Two girls were raped in a New Forest town in November 2024 and January 2025. They were fifteen and fourteen years old. Their attackers filmed the assaults, shared the footage online and laughed. One of the girls was raped at knifepoint. Three boys walked out of Southampton Crown Court with youth rehabilitation orders and a three month curfew. Eleven rape convictions between them. Not one day in custody.
The first girl read her victim impact statement at sentencing. I was caught off guard. I will never get that innocence back. All I want to do is die. I no longer have fear for when that comes. The judge praised her courage. He then told her attackers none of you need to go to prison today.
Judge Nicholas Rowland cited their very young ages, their ADHD diagnoses, their low intellectual capacity and the importance of avoiding criminalising children unnecessarily. He was following the Sentencing Council's guidance precisely. Custody is a last resort. Rehabilitation is the primary purpose. The sentence is not the judge's failure. It is the policy's product.
Which makes what David Lammy is simultaneously planning considerably more alarming than the sentences themselves. The Justice Secretary is weighing proposals to extend that same framework, treating offenders as children, prioritising rehabilitation over punishment, minimising custody, to all offenders under 25. The Scottish model he is considering produced a killer rapist who set a woman on fire receiving five fewer years than he would have otherwise. It produced a man who repeatedly raped a thirteen year old girl avoiding prison entirely. Lammy wants to bring that framework to England and Wales while Lord Hermer urgently reviews sentences that are its direct and inevitable consequence.

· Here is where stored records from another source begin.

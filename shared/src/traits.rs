//! Trait definitions for dependency injection

use async_trait::async_trait;

use crate::errors::SharedResult;
use crate::messages::{
    FetchPermissionsRequest, LiveboardSqlRequest, LiveboardSqlResponse, MetadataHeader,
    PermissionsResponse, SearchMetadataRequest,
};

/// Authenticated calls against the REST API v2
#[mockall::automock]
#[async_trait]
pub trait RestApi: Send + Sync {
    /// Search metadata objects matching the request identifiers
    async fn search_metadata(&self, request: &SearchMetadataRequest) -> SharedResult<Vec<MetadataHeader>>;

    /// Fetch the generated SQL for the visualizations of a liveboard
    async fn liveboard_sql(&self, request: &LiveboardSqlRequest) -> SharedResult<LiveboardSqlResponse>;

    /// Fetch user and group permissions on metadata objects
    async fn fetch_permissions(&self, request: &FetchPermissionsRequest) -> SharedResult<PermissionsResponse>;
}

/// Source of bearer tokens for the REST client
#[mockall::automock]
#[async_trait]
pub trait TokenSource: Send + Sync {
    /// Obtain a fresh bearer token
    async fn fetch_token(&self) -> SharedResult<String>;
}
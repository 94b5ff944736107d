//! Metadata messages
//!
//! Bodies for `POST /api/rest/2.0/metadata/search` and
//! `POST /api/rest/2.0/metadata/liveboard/sql`.

use serde::{Deserialize, Serialize};

use crate::types::{LiveboardGuid, MetadataType};

/// Identifies a metadata object by name or GUID
#[derive(Serialize, Clone, Debug, PartialEq)]
pub struct MetadataIdentifier {
    pub identifier: String,
    #[serde(rename = "type")]
    pub metadata_type: MetadataType,
}

impl MetadataIdentifier {
    pub fn liveboard(identifier: impl Into<String>) -> Self {
        Self {
            identifier: identifier.into(),
            metadata_type: MetadataType::Liveboard,
        }
    }
}

/// Metadata search request
#[derive(Serialize, Clone, Debug, PartialEq)]
pub struct SearchMetadataRequest {
    pub metadata: Vec<MetadataIdentifier>,
    #[serde(skip_serializing_if = "Option::is_none")]
    pub record_offset: Option<i64>,
    #[serde(skip_serializing_if = "Option::is_none")]
    pub record_size: Option<i64>,
}

impl SearchMetadataRequest {
    /// Search for liveboards matching a name
    pub fn liveboard_by_name(name: &str) -> Self {
        Self {
            metadata: vec![MetadataIdentifier::liveboard(name)],
            record_offset: None,
            record_size: None,
        }
    }
}

/// One row of a metadata search result
#[derive(Deserialize, Clone, Debug, Default)]
pub struct MetadataHeader {
    #[serde(default)]
    pub metadata_id: Option<String>,
    #[serde(default)]
    pub metadata_name: Option<String>,
    #[serde(default)]
    pub metadata_type: Option<String>,
}

/// Liveboard SQL request
#[derive(Serialize, Clone, Debug, PartialEq)]
pub struct LiveboardSqlRequest {
    pub metadata_identifier: String,
    #[serde(skip_serializing_if = "Option::is_none")]
    pub visualization_identifiers: Option<Vec<String>>,
}

impl LiveboardSqlRequest {
    pub fn new(guid: &LiveboardGuid, visualizations: &[String]) -> Self {
        Self {
            metadata_identifier: guid.to_string(),
            visualization_identifiers: if visualizations.is_empty() {
                None
            } else {
                Some(visualizations.to_vec())
            },
        }
    }
}

/// SQL generated for a single visualization
#[derive(Serialize, Deserialize, Clone, Debug, PartialEq)]
pub struct VisualizationQuery {
    pub metadata_id: String,
    #[serde(default)]
    pub metadata_name: Option<String>,
    pub sql_query: String,
}

/// Liveboard SQL response
#[derive(Deserialize, Clone, Debug, Default)]
pub struct LiveboardSqlResponse {
    #[serde(default)]
    pub metadata_id: Option<String>,
    #[serde(default)]
    pub metadata_name: Option<String>,
    #[serde(default)]
    pub sql_queries: Vec<VisualizationQuery>,
}
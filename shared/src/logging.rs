//! Shared logging utilities for consistent tracing across the tools
//!
//! Log output goes to stderr so that stdout only carries results.

use chrono::{DateTime, Utc};
use tracing::{error, info};

use crate::types::Tool;

/// Filter directives for a tool at the given base level
pub fn filter_directives(tool: Tool, log_level: Option<&str>) -> String {
    let base_level = log_level.unwrap_or("info");
    format!("{}={base_level},shared={base_level},reqwest=warn,hyper=warn", tool.target())
}

/// Initialize the tracing subscriber for `tool`
pub fn init_tracing_with_level(tool: Tool, log_level: Option<&str>) {
    use tracing_subscriber::{EnvFilter, fmt};

    let directives = filter_directives(tool, log_level);

    // A second init (e.g. from tests) keeps the first subscriber
    let _ = fmt()
        .with_env_filter(EnvFilter::new(&directives))
        .with_writer(std::io::stderr)
        .with_target(false)
        .with_thread_ids(false)
        .with_file(false)
        .with_line_number(false)
        .compact()
        .try_init();
}

/// Get formatted timestamp for consistent logging
pub fn format_timestamp() -> String {
    let now: DateTime<Utc> = Utc::now();
    now.format("%H:%M:%S%.3f").to_string()
}

/// Contextual logging helper for startup messages
pub fn log_startup(tool: Tool, details: &str) {
    info!(
        tool = %tool,
        timestamp = format_timestamp(),
        "🚀 Starting {}",
        details
    );
}

/// Contextual logging helper for error conditions
pub fn log_error(tool: Tool, context: &str, error: &dyn std::fmt::Display) {
    error!(
        tool = %tool,
        timestamp = format_timestamp(),
        error = %error,
        "❌ {} failed: {}",
        context,
        error
    );
}

/// Text printed for a failed run; the API header is reserved for server side failures
pub fn error_report(error: &dyn std::fmt::Display, body: Option<&str>, from_api: bool) -> String {
    let header = if from_api { "Error from the API: " } else { "Error: " };

    let mut report = format!("{header}\n{error}\n");
    if let Some(body) = body {
        report.push_str(body);
        report.push('\n');
    }
    report
}

/// Print the details of a failed run and exit with status 1
pub fn show_error_and_exit(
    tool: Tool,
    error: &dyn std::fmt::Display,
    body: Option<&str>,
    from_api: bool,
) -> ! {
    log_error(tool, "Run", error);
    eprint!("{}", error_report(error, body, from_api));
    std::process::exit(1);
}

/// Contextual logging helper for success conditions
pub fn log_success(tool: Tool, message: &str) {
    info!(
        tool = %tool,
        timestamp = format_timestamp(),
        "✅ {}",
        message
    );
}

/// Contextual logging helper for progress updates
pub fn log_progress(tool: Tool, action: &str, details: &str) {
    info!(
        tool = %tool,
        timestamp = format_timestamp(),
        "📋 {}: {}",
        action,
        details
    );
}

#[cfg(test)]
mod tests {
    use super::*;

    #[test]
    fn test_filter_directives_per_tool() {
        let sql = filter_directives(Tool::LiveboardSql, Some("debug"));
        assert_eq!(sql, "liveboard_sql=debug,shared=debug,reqwest=warn,hyper=warn");

        let permissions = filter_directives(Tool::LiveboardPermissions, None);
        assert!(permissions.starts_with("liveboard_permissions=info,shared=info"));
    }

    #[test]
    fn test_api_failure_report_carries_body() {
        let report = error_report(&"API request to metadata/search failed with status 401", Some("{\"error\":\"denied\"}"), true);
        assert_eq!(
            report,
            "Error from the API: \nAPI request to metadata/search failed with status 401\n{\"error\":\"denied\"}\n"
        );
    }

    #[test]
    fn test_local_failure_report_has_plain_header() {
        let report = error_report(&"Missing configuration: TS_USERNAME", None, false);
        assert_eq!(report, "Error: \nMissing configuration: TS_USERNAME\n");
    }

    #[test]
    fn test_timestamp_format() {
        let ts = format_timestamp();
        // HH:MM:SS.mmm
        assert_eq!(ts.len(), 12);
        assert_eq!(&ts[2..3], ":");
        assert_eq!(&ts[8..9], ".");
    }
}
//! Shared client plumbing for the ThoughtSpot REST tools
//!
//! Holds everything the command line tools have in common: the REST API v2
//! client and its message types, bearer token acquisition, connection
//! configuration, liveboard name resolution and logging.

pub mod auth;
pub mod client;
pub mod config;
pub mod errors;
pub mod logging;
pub mod messages;
pub mod resolve;
pub mod traits;
pub mod types;

pub use errors::*;
pub use types::*;

pub use auth::{create_api_client, authenticate, FullAccessTokenSource, TrustedServerTokenSource};
pub use client::RestApiClient;
pub use config::{ConnectionOverrides, ConnectionSettings, Credentials};
pub use resolve::resolve_liveboard_guid;
pub use traits::{MockRestApi, MockTokenSource, RestApi, TokenSource};

pub use messages::{
    FetchPermissionsRequest, LiveboardSqlRequest, LiveboardSqlResponse, MetadataHeader,
    MetadataIdentifier, PermissionsResponse, SearchMetadataRequest, VisualizationQuery,
};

The Attorney General who removed trial by jury for thousands of defendants has 28 days to decide whether filming a knifepoint gang rape and sharing it online warrants custody. The same man who ensured extra court capacity was in place for last weekend's Unite ghe Kingdom march is taking nearly a month to answer that question.
The second girl's statement was read on her behalf. She described nightmares, inability to sleep and feeling ashamed and insecure in her own body. The person I was before the incident has completely gone and sometimes I feel like I am grieving the person I used to be. Under the framework Lammy is proposing, the boys who produced that grief would continue to be treated as children requiring support rather than adults requiring consequences.

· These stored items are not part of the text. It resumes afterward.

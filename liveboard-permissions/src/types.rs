//! Liveboard permission types

/// A principal and the access it holds on an object
#[derive(Debug, Clone, PartialEq, Eq)]
pub struct PrincipalAccess {
    pub name: String,
    pub permission: String,
}

impl PrincipalAccess {
    pub fn new(name: impl Into<String>, permission: impl Into<String>) -> Self {
        Self {
            name: name.into(),
            permission: permission.into(),
        }
    }
}

/// Who can access one metadata object, split by principal kind
#[derive(Debug, Clone, PartialEq, Eq, Default)]
pub struct MetadataPermissionInfo {
    pub metadata_id: String,
    pub metadata_name: String,
    pub users: Vec<PrincipalAccess>,
    pub groups: Vec<PrincipalAccess>,
}
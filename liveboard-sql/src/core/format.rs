//! Console rendering of visualization SQL

use std::io::{self, Write};

use sqlformat::{FormatOptions, Indent, QueryParams};

use shared::VisualizationQuery;

/// Upper bound on reformatting rounds before giving up on a fixpoint
const MAX_FORMAT_PASSES: usize = 4;

fn format_once(query: &str) -> String {
    let options = FormatOptions {
        indent: Indent::Spaces(2),
        uppercase: true,
        lines_between_queries: 1,
    };
    sqlformat::format(query, &QueryParams::None, options)
}

/// Reindent `query` and uppercase its keywords.
///
/// A single sqlformat pass is not always stable: lowercase `between a and b`
/// breaks before the `and`, while the uppercased text does not. Formatting is
/// repeated until the output stops changing.
pub fn format_sql(query: &str) -> String {
    let mut formatted = format_once(query);
    for _ in 0..MAX_FORMAT_PASSES {
        let next = format_once(&formatted);
        if next == formatted {
            break;
        }
        formatted = next;
    }
    formatted
}

/// Write each query as `<id>:`, the formatted SQL, then one blank line
pub fn write_sql<W: Write>(out: &mut W, queries: &[VisualizationQuery]) -> io::Result<()> {
    for query in queries {
        writeln!(out, "{}:", query.metadata_id)?;
        writeln!(out, "{}", format_sql(&query.sql_query))?;
        writeln!(out)?;
    }
    out.flush()
}

/// Print the queries to stdout
pub fn print_sql(queries: &[VisualizationQuery]) -> io::Result<()> {
    let stdout = io::stdout();
    let mut handle = stdout.lock();
    write_sql(&mut handle, queries)
}
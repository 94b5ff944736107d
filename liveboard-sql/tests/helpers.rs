//! Test helper utilities for liveboard SQL integration tests

#![allow(dead_code)]

use std::time::Duration;

use serde_json::json;
use shared::{ConnectionSettings, Credentials};
use wiremock::matchers::{method, path};
use wiremock::{Mock, MockServer, ResponseTemplate};

/// Settings that point at the mock server with password credentials
pub fn settings_for(server: &MockServer) -> ConnectionSettings {
    ConnectionSettings {
        server_url: server.uri(),
        credentials: Credentials::Password {
            username: "userxyz".to_string(),
            password: "password123".to_string(),
        },
        org_id: None,
        token_validity_secs: 3000,
        timeout: Some(Duration::from_secs(5)),
    }
}

/// Start a mock server that accepts the login
pub async fn start_authenticated_server() -> MockServer {
    let server = MockServer::start().await;

    Mock::given(method("POST"))
        .and(path("/api/rest/2.0/auth/token/full"))
        .respond_with(ResponseTemplate::new(200).set_body_json(json!({
            "token": "test-bearer-token",
            "creation_time_in_millis": 1700000000000u64,
            "expiration_time_in_millis": 1700003000000u64,
            "valid_for_username": "userxyz"
        })))
        .expect(1)
        .mount(&server)
        .await;

    server
}

/// Error body in the shape the server uses
pub fn api_error_json(message: &str) -> serde_json::Value {
    json!({"error": {"message": {"debug": message}}})
}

Former Met Police detective Peter Bleksley's call to bring back borstals will be dismissed in progressive circles as nostalgic authoritarianism. It deserves more serious engagement than that. The borstal system, whatever its flaws, operated on a principle the current framework has abandoned entirely. That young people who commit serious offences require structure, discipline and consequence rather than community orders and supervision. The evidence that rehabilitation focused community sentences deter serious youth offending is thin. The evidence from Scotland that treating young adult offenders as children produces lighter sentences for grave crimes is documented.
The Fordingbridge victims are not statistics in a sentencing review. They are two girls whose lives have been permanently altered by three boys who will be back in their communities within months. The policy that produced their sentences is the same policy the government is planning to expand. Lord Hermer's shock is noted. His government's direction of travel tells a different story.
The sentence was not a miscarriage of justice. It was justice as currently defined. That is the most alarming observation of all.
"Lammy wants to bring that framework to England and Wales while Lord Hermer urgently reviews sentences that are its direct and inevitable consequence."